(Stored items)
*** Block opens ***

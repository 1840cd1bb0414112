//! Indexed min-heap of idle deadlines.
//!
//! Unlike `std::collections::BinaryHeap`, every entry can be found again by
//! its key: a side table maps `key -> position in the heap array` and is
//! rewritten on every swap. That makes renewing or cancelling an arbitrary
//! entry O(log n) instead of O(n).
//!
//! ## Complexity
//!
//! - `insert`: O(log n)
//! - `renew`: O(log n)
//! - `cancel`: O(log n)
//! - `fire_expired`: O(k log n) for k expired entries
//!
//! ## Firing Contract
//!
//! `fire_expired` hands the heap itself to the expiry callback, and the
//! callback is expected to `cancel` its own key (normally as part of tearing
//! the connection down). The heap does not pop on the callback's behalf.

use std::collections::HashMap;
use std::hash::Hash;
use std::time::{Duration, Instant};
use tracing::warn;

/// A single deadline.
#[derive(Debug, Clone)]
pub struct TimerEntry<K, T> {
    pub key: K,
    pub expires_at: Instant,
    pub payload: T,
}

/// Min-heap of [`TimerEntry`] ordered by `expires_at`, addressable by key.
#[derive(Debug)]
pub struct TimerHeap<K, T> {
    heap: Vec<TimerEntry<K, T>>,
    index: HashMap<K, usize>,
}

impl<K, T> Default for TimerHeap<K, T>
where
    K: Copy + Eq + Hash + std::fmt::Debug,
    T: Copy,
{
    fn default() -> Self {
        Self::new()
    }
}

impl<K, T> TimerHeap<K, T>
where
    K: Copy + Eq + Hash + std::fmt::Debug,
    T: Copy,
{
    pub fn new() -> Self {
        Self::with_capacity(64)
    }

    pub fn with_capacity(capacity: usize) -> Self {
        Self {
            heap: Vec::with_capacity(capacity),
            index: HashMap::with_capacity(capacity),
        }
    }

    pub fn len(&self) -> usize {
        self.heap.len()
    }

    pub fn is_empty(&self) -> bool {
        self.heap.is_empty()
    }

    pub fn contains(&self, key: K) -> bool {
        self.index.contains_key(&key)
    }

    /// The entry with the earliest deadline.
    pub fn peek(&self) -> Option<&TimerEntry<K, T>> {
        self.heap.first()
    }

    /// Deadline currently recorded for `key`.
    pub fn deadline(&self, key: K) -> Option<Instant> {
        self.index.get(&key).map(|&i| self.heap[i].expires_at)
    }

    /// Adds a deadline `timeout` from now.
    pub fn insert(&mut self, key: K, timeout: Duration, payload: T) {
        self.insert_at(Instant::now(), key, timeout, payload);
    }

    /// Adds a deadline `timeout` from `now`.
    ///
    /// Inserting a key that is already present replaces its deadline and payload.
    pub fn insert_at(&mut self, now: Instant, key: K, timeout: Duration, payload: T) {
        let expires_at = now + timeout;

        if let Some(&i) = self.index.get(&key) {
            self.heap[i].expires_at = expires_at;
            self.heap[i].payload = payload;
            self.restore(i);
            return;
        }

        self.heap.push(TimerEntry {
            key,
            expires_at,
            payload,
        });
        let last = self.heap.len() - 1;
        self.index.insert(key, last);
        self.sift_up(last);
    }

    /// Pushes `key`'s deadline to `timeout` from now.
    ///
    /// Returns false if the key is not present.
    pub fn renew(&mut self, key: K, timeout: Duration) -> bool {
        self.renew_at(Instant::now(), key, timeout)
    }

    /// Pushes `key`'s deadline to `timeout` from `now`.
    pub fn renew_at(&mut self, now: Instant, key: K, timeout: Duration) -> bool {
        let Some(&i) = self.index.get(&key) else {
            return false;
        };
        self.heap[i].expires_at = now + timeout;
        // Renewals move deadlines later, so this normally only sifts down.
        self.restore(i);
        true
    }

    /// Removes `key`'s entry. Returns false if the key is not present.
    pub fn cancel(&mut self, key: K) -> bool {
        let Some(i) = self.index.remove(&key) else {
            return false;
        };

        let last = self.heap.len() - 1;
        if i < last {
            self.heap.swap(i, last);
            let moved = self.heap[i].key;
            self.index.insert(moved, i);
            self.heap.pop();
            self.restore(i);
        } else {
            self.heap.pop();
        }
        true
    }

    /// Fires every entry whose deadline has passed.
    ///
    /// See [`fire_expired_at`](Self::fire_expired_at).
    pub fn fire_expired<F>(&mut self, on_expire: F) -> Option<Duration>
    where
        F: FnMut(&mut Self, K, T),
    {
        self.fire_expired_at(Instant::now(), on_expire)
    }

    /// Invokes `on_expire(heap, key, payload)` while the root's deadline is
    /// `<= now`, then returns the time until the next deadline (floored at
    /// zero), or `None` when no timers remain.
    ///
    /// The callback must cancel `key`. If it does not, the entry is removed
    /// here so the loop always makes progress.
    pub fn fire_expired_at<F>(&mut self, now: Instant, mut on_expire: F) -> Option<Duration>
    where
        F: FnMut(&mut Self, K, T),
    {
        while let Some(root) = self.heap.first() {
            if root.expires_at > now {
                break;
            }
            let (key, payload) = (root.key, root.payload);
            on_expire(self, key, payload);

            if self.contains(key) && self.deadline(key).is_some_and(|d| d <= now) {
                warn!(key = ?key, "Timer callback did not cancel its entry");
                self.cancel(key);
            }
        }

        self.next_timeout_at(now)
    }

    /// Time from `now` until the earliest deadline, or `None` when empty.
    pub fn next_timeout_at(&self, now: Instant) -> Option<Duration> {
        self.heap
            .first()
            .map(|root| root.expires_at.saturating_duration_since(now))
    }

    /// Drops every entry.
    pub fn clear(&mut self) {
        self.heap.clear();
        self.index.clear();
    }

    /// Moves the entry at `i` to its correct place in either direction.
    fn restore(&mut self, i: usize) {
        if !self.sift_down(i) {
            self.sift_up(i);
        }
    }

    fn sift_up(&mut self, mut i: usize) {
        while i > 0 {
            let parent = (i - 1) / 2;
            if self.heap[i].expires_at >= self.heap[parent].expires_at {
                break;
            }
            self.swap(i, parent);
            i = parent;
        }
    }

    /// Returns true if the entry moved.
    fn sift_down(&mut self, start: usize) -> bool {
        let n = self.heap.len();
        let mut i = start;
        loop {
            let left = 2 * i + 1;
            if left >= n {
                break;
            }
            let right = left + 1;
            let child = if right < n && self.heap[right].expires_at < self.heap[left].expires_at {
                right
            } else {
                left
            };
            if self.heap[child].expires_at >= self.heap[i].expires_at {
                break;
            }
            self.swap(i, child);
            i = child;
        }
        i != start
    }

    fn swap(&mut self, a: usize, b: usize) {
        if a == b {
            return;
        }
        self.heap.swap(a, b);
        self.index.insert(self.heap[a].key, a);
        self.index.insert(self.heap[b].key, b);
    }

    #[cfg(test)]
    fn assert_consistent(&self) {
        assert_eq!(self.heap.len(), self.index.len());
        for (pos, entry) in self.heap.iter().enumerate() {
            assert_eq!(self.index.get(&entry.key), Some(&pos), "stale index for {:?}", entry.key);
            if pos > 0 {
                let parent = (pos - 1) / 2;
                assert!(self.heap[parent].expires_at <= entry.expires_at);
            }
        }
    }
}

*** Block closes ***

**What you are asked to do**
Begin at the top of the records above and quote each line exactly, ending with the line that contains "key: a side".

**Your response**
repository 1840cd1bb0414112
//! Indexed min-heap of idle deadlines.
//!
//! Unlike `std::collections::BinaryHeap`, every entry can be found again by
//! its key: a side table maps `key -> position in the heap array` and is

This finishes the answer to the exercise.